FUE made its debut in mid-2008 and to this day it remains as the only fund to offer targeted exposure to this intriguing corner of the alternative energy market. Since there are no futures contracts on “biofuels”, the fund focuses on contracts on physical commodities that are either biofuels themselves or feedstock commonly used in the production of biofuels. The resulting portfolio features exposure to soybeans, corn, soybean oil, and sugar, which are some of the most liquid contracts in the agricultural commodity market [see also Why Alternative Energy Will Never Become Widespread (In Our Lifetime)].

Despite biofuels’ recent popularity, FUE has not been able to gain significant traction among investors. In terms of total assets, FUE falls on the small side of the size scale in comparison to other hyper-targeted commodity ETPs; the fund has only accumulated $2.8 million in total assets since its inception in 2008. Additionally, FUE has a relatively low trading volume of just 2,300 shares a day on average. It is also important to note that FUE is an exchange-traded note, meaning its holders will be exposed to the potential credit risk of the issuing institution.

Vital Stats

Below are the quick stats (as of 10/18/2012) to help investors get a better feel for this unique ETF.

  • Issuer: ELEMENTS
  • Expense Ratio: 0.75%
  • Inception: 02/05/2008
  • Total Assets: $2.8 M
  • Average Daily Volume: 2,300

Who Should Use FUE

FUE is by no means intended for all investors even though it is publicly available to anyone with a trading account. Instead, FUE will be more suitable for niche investors who have a firm understanding of the biofuels market. Investing in this alternative energy will require traders to be aware of any developing trends in both the energy and agricultural markets, since the production and consumption of biofuels heavily depend on these two sectors [see also ETFs To Hedge Rising Prices at the Pump].
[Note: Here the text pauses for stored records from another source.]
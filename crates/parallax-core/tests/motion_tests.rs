// Motion source behaviour against a scripted sensor.

use parallax_core::*;
use std::cell::RefCell;
use std::rc::Rc;
use std::time::Duration;

#[derive(Default)]
struct SensorLog {
    sink: Option<SensorSink>,
    starts: usize,
    stops: usize,
    interval: Option<Duration>,
}

#[derive(Clone)]
struct FakeSensor {
    available: bool,
    log: Rc<RefCell<SensorLog>>,
}

impl FakeSensor {
    fn new(available: bool) -> Self {
        Self {
            available,
            log: Rc::new(RefCell::new(SensorLog::default())),
        }
    }

    fn push(&self, x: f64, y: f64, z: f64) {
        // take the sink out so it can run without holding the log borrow
        let sink = self.log.borrow_mut().sink.take();
        if let Some(mut sink) = sink {
            sink(GravityReading::new(x, y, z));
            let mut log = self.log.borrow_mut();
            if log.sink.is_none() {
                log.sink = Some(sink);
            }
        }
    }
}

impl GravitySensor for FakeSensor {
    fn is_available(&self) -> bool {
        self.available
    }

    fn start_updates(&mut self, interval: Duration, sink: SensorSink) {
        let mut log = self.log.borrow_mut();
        log.sink = Some(sink);
        log.starts += 1;
        log.interval = Some(interval);
    }

    fn stop_updates(&mut self) {
        let mut log = self.log.borrow_mut();
        log.sink = None;
        log.stops += 1;
    }
}

fn approx(a: f64, b: f64) -> bool {
    (a - b).abs() < 1e-9
}

#[test]
fn first_reading_becomes_baseline() {
    let sensor = FakeSensor::new(true);
    let mut source = MotionSource::new(sensor.clone());
    source.start();
    assert!(source.is_running());

    sensor.push(0.2, -0.6, -0.7);
    let tilt = source.tilt();
    assert!(approx(tilt.x, 0.0));
    assert!(approx(tilt.y, 0.0));
    assert!(approx(tilt.z, -0.7));
    assert_eq!(source.baseline(), Some(Baseline { x: 0.2, y: -0.6 }));
}

#[test]
fn later_readings_are_relative_to_baseline_and_z_passes_through() {
    let sensor = FakeSensor::new(true);
    let mut source = MotionSource::new(sensor.clone());
    source.start();
    sensor.push(0.1, -0.5, -0.8);

    for &(x, y, z) in &[(0.4, -0.2, -0.9), (-0.3, -0.9, 0.1), (0.1, -0.5, -0.8)] {
        sensor.push(x, y, z);
        let tilt = source.tilt();
        assert!(approx(tilt.x, x - 0.1), "x for {x}");
        assert!(approx(tilt.y, y + 0.5), "y for {y}");
        assert!(approx(tilt.z, z), "z for {z}");
    }
}

#[test]
fn unavailable_sensor_is_a_silent_no_op() {
    let sensor = FakeSensor::new(false);
    let mut source = MotionSource::new(sensor.clone());
    source.start();

    assert!(!source.is_running());
    assert_eq!(sensor.log.borrow().starts, 0);
    sensor.push(0.5, 0.5, 0.5);
    assert_eq!(source.tilt(), TiltVector::ZERO);
}

#[test]
fn stop_then_start_recaptures_baseline() {
    let sensor = FakeSensor::new(true);
    let mut source = MotionSource::new(sensor.clone());
    source.start();
    sensor.push(0.3, 0.3, -0.9);
    sensor.push(0.5, 0.1, -0.9);
    assert!(approx(source.tilt().x, 0.2));

    source.stop();
    assert!(!source.is_running());
    assert_eq!(source.baseline(), None);
    assert_eq!(sensor.log.borrow().stops, 1);

    source.start();
    sensor.push(-0.4, 0.2, -0.9);
    assert_eq!(source.baseline(), Some(Baseline { x: -0.4, y: 0.2 }));
    sensor.push(-0.2, 0.0, -0.9);
    assert!(approx(source.tilt().x, 0.2));
    assert!(approx(source.tilt().y, -0.2));
}

#[test]
fn readings_after_stop_are_not_published() {
    let sensor = FakeSensor::new(true);
    let mut source = MotionSource::new(sensor.clone());
    source.start();
    sensor.push(0.0, 0.0, -1.0);
    sensor.push(0.25, 0.0, -1.0);
    source.stop();

    sensor.push(0.9, 0.9, 0.0);
    assert!(approx(source.tilt().x, 0.25));
}

#[test]
fn start_twice_registers_once() {
    let sensor = FakeSensor::new(true);
    let mut source = MotionSource::new(sensor.clone());
    source.start();
    source.start();
    assert_eq!(sensor.log.borrow().starts, 1);
    assert_eq!(sensor.log.borrow().interval, Some(SENSOR_INTERVAL));

    source.stop();
    source.stop();
    assert_eq!(sensor.log.borrow().stops, 1);
}

#[test]
fn non_finite_readings_are_dropped() {
    let sensor = FakeSensor::new(true);
    let mut source = MotionSource::new(sensor.clone());
    source.start();
    sensor.push(f64::NAN, 0.0, 0.0);
    assert_eq!(source.baseline(), None);

    sensor.push(0.1, 0.1, -1.0);
    sensor.push(0.2, f64::INFINITY, -1.0);
    assert_eq!(source.tilt(), TiltVector { x: 0.0, y: 0.0, z: -1.0 });
}

#[test]
fn subscribers_see_every_published_tilt() {
    let sensor = FakeSensor::new(true);
    let mut source = MotionSource::new(sensor.clone());
    let seen = Rc::new(RefCell::new(Vec::new()));
    let seen_in = seen.clone();
    source.subscribe(move |t| seen_in.borrow_mut().push(t));
    source.start();

    sensor.push(0.5, 0.5, -0.5);
    sensor.push(0.75, 0.25, -0.5);
    let seen = seen.borrow();
    assert_eq!(seen.len(), 2);
    assert_eq!(seen[0], TiltVector { x: 0.0, y: 0.0, z: -0.5 });
    assert_eq!(seen[1], TiltVector { x: 0.25, y: -0.25, z: -0.5 });
}

#[test]
fn dropping_source_stops_sensor() {
    let sensor = FakeSensor::new(true);
    {
        let mut source = MotionSource::with_interval(sensor.clone(), Duration::from_millis(10));
        source.start();
        assert_eq!(source.interval(), Duration::from_millis(10));
    }
    assert_eq!(sensor.log.borrow().stops, 1);
    assert!(sensor.log.borrow().sink.is_none());
}

#[test]
fn rate_gate_thins_events_to_interval() {
    let mut gate = RateGate::new(Duration::from_millis(20));
    assert!(gate.admit(0.0));
    assert!(!gate.admit(5.0));
    assert!(!gate.admit(15.0));
    assert!(gate.admit(19.5)); // within tolerance
    assert!(!gate.admit(30.0));
    assert!(gate.admit(40.0));
}

#[test]
fn rate_gate_restarts_when_clock_goes_backwards() {
    let mut gate = RateGate::new(Duration::from_millis(20));
    assert!(gate.admit(1000.0));
    assert!(gate.admit(3.0));
    assert!(!gate.admit(10.0));
    gate.reset();
    assert!(gate.admit(11.0));
}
And like all other futures-based products, investors will need to frequently monitor their positions since volatile price movements can quickly turn a position sour in as little as an hour. For those of you who meet the aforementioned requirements, FUE will be a great way to take advantage of the market, allowing you to play the commodity in a way that would be relatively expensive and difficult to implement on your own.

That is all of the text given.